Searches of Vehicles for Marijuana

H&S Code § 11362.1(c) and the Lawful Possession of Marijuana

Sealed vs. Closed Baggies of Marijuana in a Vehicle

RULES

The lawful possession of an ounce or less of marijuana in a vehicle does not, by itself, provide the necessary probable cause to search the vehicle.  A baggie of marijuana found in a vehicle need not be sealed to be lawful, so long as it is not actually open when observed.

FACTS

At about 11:00 p.m. on September 3, 2018, San Francisco P.D. Patrol Officer Steve Colgan and his partner observed defendant Dontaye T. Hall driving a vehicle with a license plate light out.  Initiating a traffic stop and contacting defendant, Officer Colgan observed in plain sight in the center console “a clear plastic baggie, inside of which was a green leafy substance” which appeared to be . . . (are you ready for this ) . . . MARIJUANAHe also saw in the cup holders “an ashtray filled with ashes,” “burnt cigar wrappers, commonly used to wrap marijuana,” and “a green leafy substance, that appeared to be broken up” in defendant’s lap.  Later, in his testimony, Officer Colgan admitted that he did not attempt to smell the cigar wrappers.  There was also no testimony about any smoke being observed or odors that might have been emanating from the vehicle or from defendant himself, or that there was any odor of marijuana at all; burnt or unburnt.  It was also admitted by Officer Coglan that defendant did not appear to be under the influence of anything.  The officer further admitted in testimony that he had no prior knowledge that defendant might be armed and/or dangerous.  It was also apparently assumed (there being no evidence presented on this issue) that the observed marijuana was less than an ounce.  It was therefore based solely upon the observed baggie of marijuana that the officers decided to search defendant’s vehicle for any additional evidence of the crime of “an open container of marijuana.”  In searching defendant’s car, a pistol was discovered in a backpack on the floor on the rear passenger’s side.  Charged in state court with carrying a loaded firearm in a public place (P.C. § 25850(a)), carrying a concealed firearm in a vehicle, (P.C. § 25400(a)(1)), and the infraction offense of having no license plate lamp (V.C. § 24601), defendant’s motion to suppress the firearm as the product of an illegal search was denied by both the preliminary hearing magistrate and (in a P.C. § 995 motion to dismiss) the trial court judge.  Defendant therefore pled no contest in a negotiated plea to a single misdemeanor firearm offense (carrying a loaded firearm) with the remaining charges dismissed.  Sentenced to three years of probation and six months in county jail, defendant appealed.

HELD

The First Appellate District (Div.2) reversed.  On appeal, the People argued that the search of defendant’s vehicle was lawful under the so-called “automobile exception” to the search warrant requirement, the officers having observed in plain sight an “open container” of marijuana which provided the necessary probable cause to believe that evidence of a crime would be found.  The Court disagreed, noting that observation of an ounce or less of marijuana in a container no longer provides probable cause to believe that more might be found in a vehicle.  The Court further held that the baggie of marijuana in this case was not “open;” a necessary element of the crime of illegally possessing an ounce or less of marijuana in a vehicle.

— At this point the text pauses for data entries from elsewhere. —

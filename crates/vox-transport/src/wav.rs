/// Prepends a 44-byte little-endian PCM WAV header to `audio`, byte-exact
/// with the `RIFF`/`WAVE`/`fmt `/`data` layout (spec §4.9).
pub fn wrap_wav(audio: &[u8], sample_rate: u32, channels: u16, sample_width: u16) -> Vec<u8> {
    let mut out = Vec::with_capacity(44 + audio.len());

    out.extend_from_slice(b"RIFF");
    out.extend_from_slice(&(36u32 + audio.len() as u32).to_le_bytes());
    out.extend_from_slice(b"WAVE");

    out.extend_from_slice(b"fmt ");
    out.extend_from_slice(&16u32.to_le_bytes()); // subchunk1 size
    out.extend_from_slice(&1u16.to_le_bytes()); // PCM
    out.extend_from_slice(&channels.to_le_bytes());
    out.extend_from_slice(&sample_rate.to_le_bytes());
    let byte_rate = sample_rate * channels as u32 * sample_width as u32;
    out.extend_from_slice(&byte_rate.to_le_bytes());
    let block_align = channels * sample_width;
    out.extend_from_slice(&block_align.to_le_bytes());
    out.extend_from_slice(&(sample_width * 8).to_le_bytes());

    out.extend_from_slice(b"data");
    out.extend_from_slice(&(audio.len() as u32).to_le_bytes());
    out.extend_from_slice(audio);

    out
}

(1) The Automobile Exception to the Search Warrant Requirement:  It has long been considered an exception to the general search warrant requirement that an officer may search a vehicle without a warrant so long as the officer has probable cause to believe the vehicle contains contraband or evidence of a crime.  (Pennsylvania v. Labron (1996) 518 U.S. 938, 940; Robey v. Superior Court (2013) 56 Cal.4th 1218, 1225.)  However, enacted as part of Proposition 64 (November 8, 2016)—legalizing the possession and transportation of up to an ounce (28.5 grams) of marijuana (i.e., “cannabis”) by persons 21 years of age or older (see H&S Code § 11362.1(a)(1))—is subdivision (c) of H&S Code § 11362.1, which provides, “[c]annabis and cannabis products involved in any way with conduct deemed lawful by this section are not contraband nor subject to seizure, and no conduct deemed lawful by this section shall constitute the basis for detention, search, or arrest.” (Italics added.)  Based upon this provision, defendant’s possession of marijuana in his car, not being illegal (assuming that defendant’s baggie was not “open;” see below), does not provide the necessary probable cause to search the rest of his vehicle for more marijuana.  As has already been decided by the Fourth District Court of Appeal in People v. Lee (Oct. 3, 2019) 40 Cal.App.5th 853, at pg. 862: “(T)he presence of a lawful amount of marijuana in a vehicle cannot, by itself, justify an officer's search for more marijuana on the theory that if a person has a lawful amount of marijuana, there may be a greater, unlawful amount of marijuana in the person’s car. Instead, ‘there must be evidence—that is, additional evidence beyond the mere possession of a legal amount—that would cause a reasonable person to believe the defendant has more marijuana.’” (See California Legal Update, Vol. 24, #11, Oct. 28, 2019.)  In this case, there is no evidence that defendant was doing anything illegal (again, assuming that the baggie he possessed was unopened).  Under the specific terms of H&S § 11362.1(c), therefore, defendant’s possession of that baggie cannot be used to establish the necessary probable cause to search the rest of his car for more marijuana.  (See also People v. Shumake (Dec. 16, 2019) 45 Cal.App.5th Supp. 1 [California Legal Update, Vol. 25, #5, Aug. 16, 2020)], and People v. Johnson (June 15, 2020) 50 Cal.App.5th 620 [California Legal Update, Vol. 25 #9, July 14, 2020].)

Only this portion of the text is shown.